Road safety research is a data-rich field with large social impacts. Like in medical research, the ambition is to build knowledge around risk factors that can save lives. Unlike medical research, road safety research generates empirical findings from messy observational datasets. Records of road crashes contain numerous intersecting categorical variables, dominating patterns that are complicated by confounding and, when conditioning on data to make inferences net of this, observed effects that are subject to uncertainty due to diminishing sample sizes. We demonstrate how visual data analysis approaches can inject rigour into exploratory analysis of such datasets. A framework is presented whereby graphics are used to expose, model and evaluate spatial patterns in observational data, as well as protect against false discovery. The framework is supported through an applied data analysis of national crash patterns recorded in STATS19, the main source of road crash information in Great Britain.
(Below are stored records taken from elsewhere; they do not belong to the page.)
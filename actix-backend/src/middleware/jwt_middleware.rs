use std::future::{ready, Ready};

use actix_web::{
    dev::{forward_ready, Service, ServiceRequest, ServiceResponse, Transform},
    error::ErrorUnauthorized,
    http::header::{HeaderMap, AUTHORIZATION},
    web, Error, HttpMessage,
};
use futures_util::future::LocalBoxFuture;
use jsonwebtoken::{decode, Algorithm, DecodingKey, Validation};

use crate::{
    config::IdentityConfig,
    models::{Claims, Identity},
    AppState,
};

pub fn bearer_token(headers: &HeaderMap) -> Option<&str> {
    headers
        .get(AUTHORIZATION)
        .and_then(|h| h.to_str().ok())
        .and_then(|s| s.strip_prefix("Bearer "))
        .map(str::trim)
        .filter(|token| !token.is_empty())
}

/// Checks signature, expiry and, when configured, the issuer.
pub fn verify_token(config: &IdentityConfig, token: &str) -> Result<Identity, jsonwebtoken::errors::Error> {
    let mut validation = Validation::new(Algorithm::HS256);
    if let Some(issuer) = &config.issuer {
        validation.set_issuer(&[issuer]);
    }

    let data = decode::<Claims>(token, &DecodingKey::from_secret(config.secret.as_bytes()), &validation)?;
    Ok(data.claims.into())
}

/// Attaches the caller's [`Identity`] to requests carrying a valid bearer
/// token. Requests without one pass through anonymously; a bad token is a 401.
#[derive(Clone)]
pub struct Authenticate {
    app_data: web::Data<AppState>,
}

impl Authenticate {
    pub fn new(app_data: web::Data<AppState>) -> Self {
        Self { app_data }
    }
}

impl<S, B> Transform<S, ServiceRequest> for Authenticate
where
    S: Service<ServiceRequest, Response = ServiceResponse<B>, Error = Error>,
    S::Future: 'static,
    B: 'static,
{
    type Response = ServiceResponse<B>;
    type Error = Error;
    type InitError = ();
    type Transform = AuthenticateMiddleware<S>;
    type Future = Ready<Result<Self::Transform, Self::InitError>>;

    fn new_transform(&self, service: S) -> Self::Future {
        ready(Ok(AuthenticateMiddleware {
            service,
            app_data: self.app_data.clone(),
        }))
    }
}

pub struct AuthenticateMiddleware<S> {
    service: S,
    app_data: web::Data<AppState>,
}

impl<S, B> Service<ServiceRequest> for AuthenticateMiddleware<S>
where
    S: Service<ServiceRequest, Response = ServiceResponse<B>, Error = Error>,
    S::Future: 'static,
    B: 'static,
{
    type Response = ServiceResponse<B>;
    type Error = Error;
    type Future = LocalBoxFuture<'static, Result<Self::Response, Self::Error>>;

    forward_ready!(service);

    fn call(&self, req: ServiceRequest) -> Self::Future {
        let verified = bearer_token(req.headers()).map(|token| verify_token(&self.app_data.identity, token));

        match verified {
            Some(Ok(identity)) => {
                req.extensions_mut().insert(identity);
            }
            Some(Err(err)) => {
                log::warn!("rejected bearer token on {}: {}", req.path(), err);
                return Box::pin(async { Err(ErrorUnauthorized("Invalid or expired token")) });
            }
            None => {}
        }

        let fut = self.service.call(req);
        Box::pin(async move { fut.await })
    }
}
pub mod jwt_middleware;
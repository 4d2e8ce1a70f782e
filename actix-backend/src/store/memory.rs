use std::collections::HashMap;

use async_trait::async_trait;
use chrono::{DateTime, Utc};
use tokio::sync::RwLock;
use uuid::Uuid;

use super::{Repository, StoreResult};
use crate::models::{
    CodeExecution, ExecutionCursor, NewComment, NewExecution, NewSnippet, Snippet, SnippetComment, Star, User,
    UserProfile,
};

#[derive(Default)]
struct Tables {
    users: HashMap<String, User>,
    // Kept in insertion order.
    executions: Vec<CodeExecution>,
    snippets: Vec<Snippet>,
    comments: Vec<SnippetComment>,
    stars: Vec<Star>,
}

/// Process-local repository for tests and `STORAGE=memory` development runs.
#[derive(Default)]
pub struct MemoryRepository {
    tables: RwLock<Tables>,
}

impl MemoryRepository {
    pub fn new() -> Self {
        Self::default()
    }
}

fn newest_first<T>(mut rows: Vec<T>, key: impl Fn(&T) -> (DateTime<Utc>, Uuid)) -> Vec<T> {
    rows.sort_by(|a, b| key(b).cmp(&key(a)));
    rows
}

#[async_trait]
impl Repository for MemoryRepository {
    async fn find_user(&self, user_id: &str) -> StoreResult<Option<User>> {
        Ok(self.tables.read().await.users.get(user_id).cloned())
    }

    async fn upsert_user(&self, profile: &UserProfile) -> StoreResult<User> {
        let mut tables = self.tables.write().await;
        let user = tables
            .users
            .entry(profile.user_id.clone())
            .and_modify(|user| {
                user.email = profile.email.clone();
                user.name = profile.name.clone();
            })
            .or_insert_with(|| User {
                user_id: profile.user_id.clone(),
                email: profile.email.clone(),
                name: profile.name.clone(),
                is_pro: false,
                pro_since: None,
                created_at: profile.created_at,
            });
        Ok(user.clone())
    }

    async fn set_pro(&self, user_id: &str, since: DateTime<Utc>) -> StoreResult<Option<User>> {
        let mut tables = self.tables.write().await;
        Ok(tables.users.get_mut(user_id).map(|user| {
            user.is_pro = true;
            user.pro_since = Some(since);
            user.clone()
        }))
    }

    async fn insert_execution(&self, execution: NewExecution) -> StoreResult<CodeExecution> {
        let record = CodeExecution {
            id: Uuid::new_v4(),
            user_id: execution.user_id,
            language: execution.language,
            code: execution.code,
            output: execution.output,
            error: execution.error,
            created_at: execution.created_at,
        };
        self.tables.write().await.executions.push(record.clone());
        Ok(record)
    }

    async fn list_executions(&self, user_id: &str) -> StoreResult<Vec<CodeExecution>> {
        let tables = self.tables.read().await;
        let mut records: Vec<CodeExecution> = tables
            .executions
            .iter()
            .filter(|e| e.user_id == user_id)
            .cloned()
            .collect();
        records.sort_by_key(|e| e.created_at);
        Ok(records)
    }

    async fn page_executions(
        &self,
        user_id: &str,
        after: Option<&ExecutionCursor>,
        limit: usize,
    ) -> StoreResult<Vec<CodeExecution>> {
        let tables = self.tables.read().await;
        let records: Vec<CodeExecution> = tables
            .executions
            .iter()
            .filter(|e| e.user_id == user_id)
            .filter(|e| after.map_or(true, |cursor| cursor.precedes(e)))
            .cloned()
            .collect();
        Ok(newest_first(records, |e| (e.created_at, e.id)).into_iter().take(limit).collect())
    }

    async fn insert_snippet(&self, snippet: NewSnippet) -> StoreResult<Snippet> {
        let record = Snippet {
            id: Uuid::new_v4(),
            user_id: snippet.user_id,
            user_name: snippet.user_name,
            title: snippet.title,
            language: snippet.language,
            code: snippet.code,
            created_at: snippet.created_at,
        };
        self.tables.write().await.snippets.push(record.clone());
        Ok(record)
    }

    async fn get_snippet(&self, id: Uuid) -> StoreResult<Option<Snippet>> {
        Ok(self.tables.read().await.snippets.iter().find(|s| s.id == id).cloned())
    }

    async fn list_snippets(&self) -> StoreResult<Vec<Snippet>> {
        let snippets = self.tables.read().await.snippets.clone();
        Ok(newest_first(snippets, |s| (s.created_at, s.id)))
    }

    async fn delete_snippet(&self, id: Uuid) -> StoreResult<bool> {
        let mut tables = self.tables.write().await;
        let before = tables.snippets.len();
        tables.snippets.retain(|s| s.id != id);
        Ok(tables.snippets.len() != before)
    }

    async fn insert_comment(&self, comment: NewComment) -> StoreResult<SnippetComment> {
        let record = SnippetComment {
            id: Uuid::new_v4(),
            snippet_id: comment.snippet_id,
            user_id: comment.user_id,
            user_name: comment.user_name,
            content: comment.content,
            created_at: comment.created_at,
        };
        self.tables.write().await.comments.push(record.clone());
        Ok(record)
    }

    async fn get_comment(&self, id: Uuid) -> StoreResult<Option<SnippetComment>> {
        Ok(self.tables.read().await.comments.iter().find(|c| c.id == id).cloned())
    }

    async fn list_comments(&self, snippet_id: Uuid) -> StoreResult<Vec<SnippetComment>> {
        let tables = self.tables.read().await;
        let comments: Vec<SnippetComment> = tables
            .comments
            .iter()
            .filter(|c| c.snippet_id == snippet_id)
            .cloned()
            .collect();
        Ok(newest_first(comments, |c| (c.created_at, c.id)))
    }

    async fn delete_comment(&self, id: Uuid) -> StoreResult<bool> {
        let mut tables = self.tables.write().await;
        let before = tables.comments.len();
        tables.comments.retain(|c| c.id != id);
        Ok(tables.comments.len() != before)
    }

    async fn delete_comments_for_snippet(&self, snippet_id: Uuid) -> StoreResult<u64> {
        let mut tables = self.tables.write().await;
        let before = tables.comments.len();
        tables.comments.retain(|c| c.snippet_id != snippet_id);
        Ok((before - tables.comments.len()) as u64)
    }

    async fn find_star(&self, user_id: &str, snippet_id: Uuid) -> StoreResult<Option<Star>> {
        let tables = self.tables.read().await;
        Ok(tables
            .stars
            .iter()
            .find(|s| s.user_id == user_id && s.snippet_id == snippet_id)
            .cloned())
    }

    async fn insert_star(&self, user_id: &str, snippet_id: Uuid, at: DateTime<Utc>) -> StoreResult<Star> {
        let mut tables = self.tables.write().await;
        if let Some(existing) = tables
            .stars
            .iter()
            .find(|s| s.user_id == user_id && s.snippet_id == snippet_id)
        {
            return Ok(existing.clone());
        }
        let star = Star {
            id: Uuid::new_v4(),
            user_id: user_id.to_string(),
            snippet_id,
            created_at: at,
        };
        tables.stars.push(star.clone());
        Ok(star)
    }

    async fn delete_star(&self, id: Uuid) -> StoreResult<bool> {
        let mut tables = self.tables.write().await;
        let before = tables.stars.len();
        tables.stars.retain(|s| s.id != id);
        Ok(tables.stars.len() != before)
    }

    async fn delete_stars_for_snippet(&self, snippet_id: Uuid) -> StoreResult<u64> {
        let mut tables = self.tables.write().await;
        let before = tables.stars.len();
        tables.stars.retain(|s| s.snippet_id != snippet_id);
        Ok((before - tables.stars.len()) as u64)
    }

    async fn list_stars_by_user(&self, user_id: &str) -> StoreResult<Vec<Star>> {
        let tables = self.tables.read().await;
        Ok(tables.stars.iter().filter(|s| s.user_id == user_id).cloned().collect())
    }

    async fn count_stars(&self, snippet_id: Uuid) -> StoreResult<i64> {
        let tables = self.tables.read().await;
        Ok(tables.stars.iter().filter(|s| s.snippet_id == snippet_id).count() as i64)
    }
}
Our framework moves beyond typical depictions of exploratory data analysis and helps navigate complex data analysis decision spaces characteristic of modern geographical analysis settings, generating data-driven outputs that support policy interventions and public debate.

Suggested Citation

  • Beecham, Roger & Lovelace, Robin, 2022. "A framework for inserting visually-supported inferences into geographical analysis workflow: application to road safety research," OSF Preprints mfja8, Center for Open Science.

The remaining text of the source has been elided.